[Collected data entries]
# # # #

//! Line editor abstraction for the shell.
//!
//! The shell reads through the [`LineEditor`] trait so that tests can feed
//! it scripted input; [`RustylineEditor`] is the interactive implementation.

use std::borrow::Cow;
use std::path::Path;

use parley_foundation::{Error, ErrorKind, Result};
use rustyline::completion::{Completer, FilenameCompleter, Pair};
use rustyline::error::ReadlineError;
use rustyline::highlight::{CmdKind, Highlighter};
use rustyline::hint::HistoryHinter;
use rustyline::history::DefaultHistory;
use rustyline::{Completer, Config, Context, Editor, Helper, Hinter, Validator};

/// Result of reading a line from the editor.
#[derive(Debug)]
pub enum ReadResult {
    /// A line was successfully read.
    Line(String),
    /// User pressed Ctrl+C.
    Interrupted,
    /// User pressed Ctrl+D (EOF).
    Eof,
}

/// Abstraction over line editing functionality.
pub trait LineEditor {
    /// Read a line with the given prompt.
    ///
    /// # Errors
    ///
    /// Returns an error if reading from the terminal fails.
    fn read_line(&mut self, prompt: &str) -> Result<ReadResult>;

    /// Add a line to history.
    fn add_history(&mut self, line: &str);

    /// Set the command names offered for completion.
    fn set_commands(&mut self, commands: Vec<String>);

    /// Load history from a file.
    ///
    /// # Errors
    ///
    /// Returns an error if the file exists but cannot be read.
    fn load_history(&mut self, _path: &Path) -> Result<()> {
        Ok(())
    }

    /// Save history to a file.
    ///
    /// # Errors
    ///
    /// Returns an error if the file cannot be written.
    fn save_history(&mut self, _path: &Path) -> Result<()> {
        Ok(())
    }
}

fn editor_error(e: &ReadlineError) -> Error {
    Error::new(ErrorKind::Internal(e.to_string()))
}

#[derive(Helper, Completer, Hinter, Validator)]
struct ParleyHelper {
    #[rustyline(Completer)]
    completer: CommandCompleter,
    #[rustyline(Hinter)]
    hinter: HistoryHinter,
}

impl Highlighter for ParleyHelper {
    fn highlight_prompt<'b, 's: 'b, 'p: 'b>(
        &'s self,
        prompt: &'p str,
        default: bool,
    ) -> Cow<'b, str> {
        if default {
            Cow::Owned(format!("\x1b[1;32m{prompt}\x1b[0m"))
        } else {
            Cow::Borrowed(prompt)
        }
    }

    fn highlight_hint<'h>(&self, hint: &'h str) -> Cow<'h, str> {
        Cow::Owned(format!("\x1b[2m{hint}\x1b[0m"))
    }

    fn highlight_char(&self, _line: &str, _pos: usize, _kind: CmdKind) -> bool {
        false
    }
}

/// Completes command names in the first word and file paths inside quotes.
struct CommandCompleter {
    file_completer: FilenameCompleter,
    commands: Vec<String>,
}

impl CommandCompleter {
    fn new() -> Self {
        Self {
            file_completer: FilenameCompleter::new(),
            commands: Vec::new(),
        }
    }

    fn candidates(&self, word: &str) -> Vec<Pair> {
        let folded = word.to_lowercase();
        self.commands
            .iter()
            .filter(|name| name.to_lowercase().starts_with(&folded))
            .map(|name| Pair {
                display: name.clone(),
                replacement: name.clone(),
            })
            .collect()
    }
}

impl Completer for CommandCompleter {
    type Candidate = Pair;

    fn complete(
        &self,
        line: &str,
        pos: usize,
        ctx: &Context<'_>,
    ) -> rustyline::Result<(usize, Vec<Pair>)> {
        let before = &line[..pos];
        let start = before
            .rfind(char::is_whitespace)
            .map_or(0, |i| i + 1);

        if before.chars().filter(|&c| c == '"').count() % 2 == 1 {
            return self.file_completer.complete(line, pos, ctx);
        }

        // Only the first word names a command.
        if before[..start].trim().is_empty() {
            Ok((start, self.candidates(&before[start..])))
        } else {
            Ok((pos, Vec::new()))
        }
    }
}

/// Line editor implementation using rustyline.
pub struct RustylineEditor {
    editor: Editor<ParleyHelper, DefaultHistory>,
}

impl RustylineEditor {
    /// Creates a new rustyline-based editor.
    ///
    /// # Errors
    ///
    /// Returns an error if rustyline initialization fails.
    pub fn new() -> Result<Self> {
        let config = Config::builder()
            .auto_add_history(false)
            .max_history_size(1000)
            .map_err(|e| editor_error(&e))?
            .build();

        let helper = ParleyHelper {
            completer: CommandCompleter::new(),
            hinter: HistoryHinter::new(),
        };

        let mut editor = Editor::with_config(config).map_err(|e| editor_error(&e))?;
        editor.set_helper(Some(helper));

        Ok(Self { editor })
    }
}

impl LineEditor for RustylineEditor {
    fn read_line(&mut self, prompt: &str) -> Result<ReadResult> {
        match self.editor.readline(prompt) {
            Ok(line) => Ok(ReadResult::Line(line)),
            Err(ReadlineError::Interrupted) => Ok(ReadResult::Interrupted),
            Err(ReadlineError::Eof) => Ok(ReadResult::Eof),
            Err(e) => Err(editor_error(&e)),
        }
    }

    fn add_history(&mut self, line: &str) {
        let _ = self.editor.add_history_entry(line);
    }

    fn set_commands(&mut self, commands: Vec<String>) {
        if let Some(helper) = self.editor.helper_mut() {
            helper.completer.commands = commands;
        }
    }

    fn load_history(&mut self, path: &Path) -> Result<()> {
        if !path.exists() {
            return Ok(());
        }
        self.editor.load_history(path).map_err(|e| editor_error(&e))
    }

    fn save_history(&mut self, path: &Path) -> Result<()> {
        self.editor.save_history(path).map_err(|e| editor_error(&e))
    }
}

# # # #

▶ [The problem]: All lines of the entries above where "filter" turns up should be reported.

▶ [Solution]:
            .filter(|name| name.to_lowercase().starts_with(&folded))
        if before.chars().filter(|&c| c == '"').count() % 2 == 1 {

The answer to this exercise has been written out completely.